:: Listed entries ::

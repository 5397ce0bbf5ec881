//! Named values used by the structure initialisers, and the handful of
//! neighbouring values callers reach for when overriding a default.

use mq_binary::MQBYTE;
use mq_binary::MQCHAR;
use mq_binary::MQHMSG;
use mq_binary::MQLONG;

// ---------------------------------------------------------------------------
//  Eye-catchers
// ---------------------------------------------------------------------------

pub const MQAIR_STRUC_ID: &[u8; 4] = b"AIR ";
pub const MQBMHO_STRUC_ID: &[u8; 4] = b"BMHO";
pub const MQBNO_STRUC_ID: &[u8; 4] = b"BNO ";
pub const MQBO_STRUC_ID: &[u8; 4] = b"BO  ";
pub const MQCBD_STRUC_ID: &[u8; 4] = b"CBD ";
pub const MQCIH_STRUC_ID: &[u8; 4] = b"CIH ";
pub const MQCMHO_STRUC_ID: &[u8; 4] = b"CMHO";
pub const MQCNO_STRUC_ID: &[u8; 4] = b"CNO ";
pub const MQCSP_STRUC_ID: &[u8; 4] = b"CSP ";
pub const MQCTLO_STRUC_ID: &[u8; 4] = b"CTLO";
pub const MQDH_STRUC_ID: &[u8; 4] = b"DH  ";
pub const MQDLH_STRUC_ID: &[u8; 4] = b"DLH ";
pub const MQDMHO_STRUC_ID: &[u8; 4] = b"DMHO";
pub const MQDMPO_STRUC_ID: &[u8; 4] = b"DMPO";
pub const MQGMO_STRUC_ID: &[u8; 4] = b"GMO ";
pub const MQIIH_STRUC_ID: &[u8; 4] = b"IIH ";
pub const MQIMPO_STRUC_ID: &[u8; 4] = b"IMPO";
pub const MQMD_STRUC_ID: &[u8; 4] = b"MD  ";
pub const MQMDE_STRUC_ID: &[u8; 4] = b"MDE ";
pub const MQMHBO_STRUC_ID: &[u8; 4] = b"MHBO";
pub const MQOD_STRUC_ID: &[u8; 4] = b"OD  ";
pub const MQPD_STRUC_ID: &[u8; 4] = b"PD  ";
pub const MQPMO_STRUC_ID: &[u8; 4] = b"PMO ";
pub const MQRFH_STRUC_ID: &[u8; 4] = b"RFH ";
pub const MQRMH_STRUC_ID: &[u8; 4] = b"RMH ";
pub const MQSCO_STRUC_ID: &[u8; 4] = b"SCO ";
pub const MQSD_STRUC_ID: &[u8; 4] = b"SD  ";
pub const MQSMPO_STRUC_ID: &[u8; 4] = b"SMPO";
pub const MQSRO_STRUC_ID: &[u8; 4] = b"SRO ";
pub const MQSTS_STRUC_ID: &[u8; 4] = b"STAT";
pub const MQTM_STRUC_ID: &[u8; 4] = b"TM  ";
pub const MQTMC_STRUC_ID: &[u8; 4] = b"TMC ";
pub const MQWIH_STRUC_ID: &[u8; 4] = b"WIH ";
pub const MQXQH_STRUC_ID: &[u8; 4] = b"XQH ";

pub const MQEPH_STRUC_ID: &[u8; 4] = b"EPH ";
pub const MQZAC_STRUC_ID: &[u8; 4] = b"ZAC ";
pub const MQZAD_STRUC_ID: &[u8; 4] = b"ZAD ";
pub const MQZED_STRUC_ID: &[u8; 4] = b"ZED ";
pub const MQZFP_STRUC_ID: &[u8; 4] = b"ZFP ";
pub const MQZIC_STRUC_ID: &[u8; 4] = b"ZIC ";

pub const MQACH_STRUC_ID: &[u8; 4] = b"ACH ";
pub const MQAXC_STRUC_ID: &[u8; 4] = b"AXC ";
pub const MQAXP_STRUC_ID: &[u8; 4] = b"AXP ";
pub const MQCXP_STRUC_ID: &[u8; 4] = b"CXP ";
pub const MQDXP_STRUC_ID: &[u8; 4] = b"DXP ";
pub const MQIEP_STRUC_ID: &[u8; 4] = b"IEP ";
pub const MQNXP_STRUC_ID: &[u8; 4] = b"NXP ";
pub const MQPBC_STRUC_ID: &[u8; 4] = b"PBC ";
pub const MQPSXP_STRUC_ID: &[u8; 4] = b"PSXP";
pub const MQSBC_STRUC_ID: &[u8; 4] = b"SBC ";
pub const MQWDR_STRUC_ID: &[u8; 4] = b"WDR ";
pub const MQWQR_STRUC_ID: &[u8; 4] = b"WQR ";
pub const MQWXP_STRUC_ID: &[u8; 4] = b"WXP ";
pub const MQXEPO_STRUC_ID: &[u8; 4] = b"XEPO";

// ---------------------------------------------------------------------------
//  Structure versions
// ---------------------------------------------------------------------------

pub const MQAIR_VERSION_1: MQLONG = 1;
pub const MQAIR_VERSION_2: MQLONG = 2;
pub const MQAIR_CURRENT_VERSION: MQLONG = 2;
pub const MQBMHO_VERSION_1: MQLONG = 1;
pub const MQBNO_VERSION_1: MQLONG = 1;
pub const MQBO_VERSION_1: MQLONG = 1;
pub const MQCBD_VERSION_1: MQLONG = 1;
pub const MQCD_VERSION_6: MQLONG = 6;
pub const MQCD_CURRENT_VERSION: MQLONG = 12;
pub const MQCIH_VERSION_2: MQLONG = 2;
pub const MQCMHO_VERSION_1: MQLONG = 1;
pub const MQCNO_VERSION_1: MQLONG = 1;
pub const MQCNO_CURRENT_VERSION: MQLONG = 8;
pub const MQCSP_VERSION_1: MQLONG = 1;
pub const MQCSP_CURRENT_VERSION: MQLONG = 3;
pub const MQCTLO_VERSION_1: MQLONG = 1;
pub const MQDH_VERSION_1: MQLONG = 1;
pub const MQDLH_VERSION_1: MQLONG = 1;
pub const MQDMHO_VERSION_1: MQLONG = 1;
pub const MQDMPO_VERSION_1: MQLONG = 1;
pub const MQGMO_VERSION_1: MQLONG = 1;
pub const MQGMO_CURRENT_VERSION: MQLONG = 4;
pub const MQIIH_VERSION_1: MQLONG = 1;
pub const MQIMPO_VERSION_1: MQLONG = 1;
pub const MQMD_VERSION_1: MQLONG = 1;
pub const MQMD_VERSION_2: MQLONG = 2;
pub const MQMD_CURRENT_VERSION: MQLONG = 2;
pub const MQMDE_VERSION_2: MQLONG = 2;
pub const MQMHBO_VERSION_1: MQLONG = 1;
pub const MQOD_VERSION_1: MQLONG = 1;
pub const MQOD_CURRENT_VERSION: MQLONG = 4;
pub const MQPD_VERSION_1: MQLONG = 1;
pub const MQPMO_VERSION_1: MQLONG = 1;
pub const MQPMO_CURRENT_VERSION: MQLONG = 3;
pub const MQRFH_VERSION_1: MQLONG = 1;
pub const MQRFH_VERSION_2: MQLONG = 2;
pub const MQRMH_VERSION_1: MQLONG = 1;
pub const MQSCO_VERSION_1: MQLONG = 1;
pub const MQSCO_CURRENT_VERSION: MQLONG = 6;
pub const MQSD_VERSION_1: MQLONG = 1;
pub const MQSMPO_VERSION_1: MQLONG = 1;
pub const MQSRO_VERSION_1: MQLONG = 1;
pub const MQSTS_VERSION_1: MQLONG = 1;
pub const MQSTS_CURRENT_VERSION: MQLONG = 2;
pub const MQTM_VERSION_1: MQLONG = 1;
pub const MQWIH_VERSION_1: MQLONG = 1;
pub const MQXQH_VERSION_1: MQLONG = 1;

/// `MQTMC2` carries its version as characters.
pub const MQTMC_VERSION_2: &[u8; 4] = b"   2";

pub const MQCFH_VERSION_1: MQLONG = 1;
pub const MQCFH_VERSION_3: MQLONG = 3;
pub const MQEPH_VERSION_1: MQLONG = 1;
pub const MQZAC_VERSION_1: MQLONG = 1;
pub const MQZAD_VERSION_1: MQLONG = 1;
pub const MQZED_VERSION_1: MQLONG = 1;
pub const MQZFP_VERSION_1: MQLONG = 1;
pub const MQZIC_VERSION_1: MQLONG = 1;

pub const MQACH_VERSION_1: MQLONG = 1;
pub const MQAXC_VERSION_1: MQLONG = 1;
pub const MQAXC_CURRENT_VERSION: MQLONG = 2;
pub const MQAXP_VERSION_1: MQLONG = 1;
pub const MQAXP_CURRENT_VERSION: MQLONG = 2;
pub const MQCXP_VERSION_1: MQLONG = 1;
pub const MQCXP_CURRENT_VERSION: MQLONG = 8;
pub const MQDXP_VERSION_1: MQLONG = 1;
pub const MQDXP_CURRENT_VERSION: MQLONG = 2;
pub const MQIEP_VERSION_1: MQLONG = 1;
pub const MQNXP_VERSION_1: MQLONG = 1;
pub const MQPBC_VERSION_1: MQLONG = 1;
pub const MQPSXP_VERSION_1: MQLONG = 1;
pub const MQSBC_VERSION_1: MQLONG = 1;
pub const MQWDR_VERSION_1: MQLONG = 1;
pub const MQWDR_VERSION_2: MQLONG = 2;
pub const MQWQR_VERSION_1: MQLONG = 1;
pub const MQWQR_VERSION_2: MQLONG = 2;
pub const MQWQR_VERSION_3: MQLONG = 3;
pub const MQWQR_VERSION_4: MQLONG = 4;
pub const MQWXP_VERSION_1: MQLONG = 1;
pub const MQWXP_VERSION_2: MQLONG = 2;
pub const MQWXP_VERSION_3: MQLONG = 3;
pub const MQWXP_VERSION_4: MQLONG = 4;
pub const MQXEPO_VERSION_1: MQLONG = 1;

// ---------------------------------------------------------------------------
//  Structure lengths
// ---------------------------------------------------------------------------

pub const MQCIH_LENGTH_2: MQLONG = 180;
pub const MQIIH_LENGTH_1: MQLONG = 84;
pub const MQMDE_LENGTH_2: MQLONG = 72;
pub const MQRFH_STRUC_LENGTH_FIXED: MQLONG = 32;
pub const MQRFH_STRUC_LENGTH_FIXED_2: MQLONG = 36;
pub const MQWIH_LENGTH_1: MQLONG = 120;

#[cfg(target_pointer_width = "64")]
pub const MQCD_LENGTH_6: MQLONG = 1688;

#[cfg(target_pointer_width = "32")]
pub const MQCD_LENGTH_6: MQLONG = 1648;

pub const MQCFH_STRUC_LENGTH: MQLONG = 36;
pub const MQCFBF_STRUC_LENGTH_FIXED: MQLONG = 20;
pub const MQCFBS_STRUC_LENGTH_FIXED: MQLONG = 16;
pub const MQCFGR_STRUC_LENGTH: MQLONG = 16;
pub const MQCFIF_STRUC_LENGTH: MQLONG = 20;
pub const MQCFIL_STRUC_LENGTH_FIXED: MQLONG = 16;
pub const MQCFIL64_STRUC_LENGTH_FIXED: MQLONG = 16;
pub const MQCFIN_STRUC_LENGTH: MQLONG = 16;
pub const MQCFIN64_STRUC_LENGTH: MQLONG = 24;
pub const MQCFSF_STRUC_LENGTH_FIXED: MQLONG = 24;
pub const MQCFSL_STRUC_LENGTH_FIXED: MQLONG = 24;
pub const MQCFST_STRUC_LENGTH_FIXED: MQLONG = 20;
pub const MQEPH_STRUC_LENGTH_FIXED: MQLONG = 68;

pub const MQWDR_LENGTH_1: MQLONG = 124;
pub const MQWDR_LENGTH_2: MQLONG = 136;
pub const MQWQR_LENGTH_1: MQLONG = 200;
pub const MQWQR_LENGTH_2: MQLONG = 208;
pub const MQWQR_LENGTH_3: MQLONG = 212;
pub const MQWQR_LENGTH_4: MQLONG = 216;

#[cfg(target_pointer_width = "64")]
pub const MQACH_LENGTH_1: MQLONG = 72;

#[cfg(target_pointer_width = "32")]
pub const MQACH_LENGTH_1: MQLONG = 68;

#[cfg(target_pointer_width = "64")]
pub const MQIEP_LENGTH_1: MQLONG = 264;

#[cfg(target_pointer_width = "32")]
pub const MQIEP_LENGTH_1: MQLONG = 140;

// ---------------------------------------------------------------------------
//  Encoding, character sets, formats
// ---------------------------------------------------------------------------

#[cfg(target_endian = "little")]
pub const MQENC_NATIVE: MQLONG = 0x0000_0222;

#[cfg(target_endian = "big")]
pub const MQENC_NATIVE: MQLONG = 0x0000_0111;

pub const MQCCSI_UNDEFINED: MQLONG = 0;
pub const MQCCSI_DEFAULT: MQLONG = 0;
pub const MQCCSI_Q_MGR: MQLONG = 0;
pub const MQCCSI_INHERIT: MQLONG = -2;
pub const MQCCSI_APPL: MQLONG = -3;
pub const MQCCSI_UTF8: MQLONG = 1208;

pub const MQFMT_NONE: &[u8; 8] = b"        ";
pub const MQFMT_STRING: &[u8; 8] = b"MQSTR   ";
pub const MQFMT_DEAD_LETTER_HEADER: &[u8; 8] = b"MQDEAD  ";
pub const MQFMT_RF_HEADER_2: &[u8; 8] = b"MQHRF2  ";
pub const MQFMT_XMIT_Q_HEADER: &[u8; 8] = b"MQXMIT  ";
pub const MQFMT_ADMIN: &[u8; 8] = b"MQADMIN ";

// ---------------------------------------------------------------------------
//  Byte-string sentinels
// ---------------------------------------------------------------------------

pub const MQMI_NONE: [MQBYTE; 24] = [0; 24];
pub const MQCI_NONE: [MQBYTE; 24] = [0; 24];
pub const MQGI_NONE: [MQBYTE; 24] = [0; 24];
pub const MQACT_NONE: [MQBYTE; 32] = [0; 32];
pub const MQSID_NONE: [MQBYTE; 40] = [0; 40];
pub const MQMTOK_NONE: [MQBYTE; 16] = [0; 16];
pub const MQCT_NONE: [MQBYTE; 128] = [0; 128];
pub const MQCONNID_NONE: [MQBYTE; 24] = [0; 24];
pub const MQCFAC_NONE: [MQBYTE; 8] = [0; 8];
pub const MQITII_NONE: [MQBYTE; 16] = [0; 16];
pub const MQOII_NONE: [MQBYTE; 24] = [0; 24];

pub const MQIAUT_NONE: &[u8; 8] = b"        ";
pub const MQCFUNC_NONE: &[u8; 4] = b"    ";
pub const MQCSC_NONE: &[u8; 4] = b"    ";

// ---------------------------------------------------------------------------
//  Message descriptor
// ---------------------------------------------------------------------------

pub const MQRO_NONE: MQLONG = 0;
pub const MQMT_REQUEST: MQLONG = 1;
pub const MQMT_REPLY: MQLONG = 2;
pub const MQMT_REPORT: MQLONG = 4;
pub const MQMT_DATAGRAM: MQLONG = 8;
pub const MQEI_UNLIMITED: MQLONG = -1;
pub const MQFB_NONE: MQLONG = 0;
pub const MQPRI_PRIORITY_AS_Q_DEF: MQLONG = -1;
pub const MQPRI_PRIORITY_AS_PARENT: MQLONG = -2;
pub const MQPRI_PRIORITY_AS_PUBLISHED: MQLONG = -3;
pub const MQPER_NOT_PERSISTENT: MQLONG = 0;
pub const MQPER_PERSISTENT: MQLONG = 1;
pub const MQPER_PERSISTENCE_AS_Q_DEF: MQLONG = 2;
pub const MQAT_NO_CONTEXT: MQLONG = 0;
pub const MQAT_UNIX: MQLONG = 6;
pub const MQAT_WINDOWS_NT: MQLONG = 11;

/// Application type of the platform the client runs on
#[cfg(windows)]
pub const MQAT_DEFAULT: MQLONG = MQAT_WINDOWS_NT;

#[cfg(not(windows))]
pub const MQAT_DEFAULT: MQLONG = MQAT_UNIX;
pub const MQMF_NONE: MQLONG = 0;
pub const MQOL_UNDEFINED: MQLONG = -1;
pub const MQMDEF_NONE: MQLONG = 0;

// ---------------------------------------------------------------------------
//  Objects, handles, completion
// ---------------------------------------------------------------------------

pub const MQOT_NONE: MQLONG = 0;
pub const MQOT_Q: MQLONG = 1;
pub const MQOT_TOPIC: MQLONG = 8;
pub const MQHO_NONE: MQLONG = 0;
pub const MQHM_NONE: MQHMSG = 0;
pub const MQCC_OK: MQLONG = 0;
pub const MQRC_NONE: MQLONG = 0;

:::

# Exercise details
Above are some lines. Repeat exactly, and only, those from the line that has "pub const MQCCSI_UTF8: MQLONG = 1208;" through the line that has "pub const MQCFAC_NONE: [MQBYTE; 8] = [0; 8];".

# Problem solution
pub const MQCCSI_UTF8: MQLONG = 1208;

pub const MQFMT_NONE: &[u8; 8] = b"        ";
pub const MQFMT_STRING: &[u8; 8] = b"MQSTR   ";
pub const MQFMT_DEAD_LETTER_HEADER: &[u8; 8] = b"MQDEAD  ";
pub const MQFMT_RF_HEADER_2: &[u8; 8] = b"MQHRF2  ";
pub const MQFMT_XMIT_Q_HEADER: &[u8; 8] = b"MQXMIT  ";
pub const MQFMT_ADMIN: &[u8; 8] = b"MQADMIN ";

// ---------------------------------------------------------------------------
//  Byte-string sentinels
// ---------------------------------------------------------------------------

pub const MQMI_NONE: [MQBYTE; 24] = [0; 24];
pub const MQCI_NONE: [MQBYTE; 24] = [0; 24];
pub const MQGI_NONE: [MQBYTE; 24] = [0; 24];
pub const MQACT_NONE: [MQBYTE; 32] = [0; 32];
pub const MQSID_NONE: [MQBYTE; 40] = [0; 40];
pub const MQMTOK_NONE: [MQBYTE; 16] = [0; 16];
pub const MQCT_NONE: [MQBYTE; 128] = [0; 128];
pub const MQCONNID_NONE: [MQBYTE; 24] = [0; 24];
pub const MQCFAC_NONE: [MQBYTE; 8] = [0; 8];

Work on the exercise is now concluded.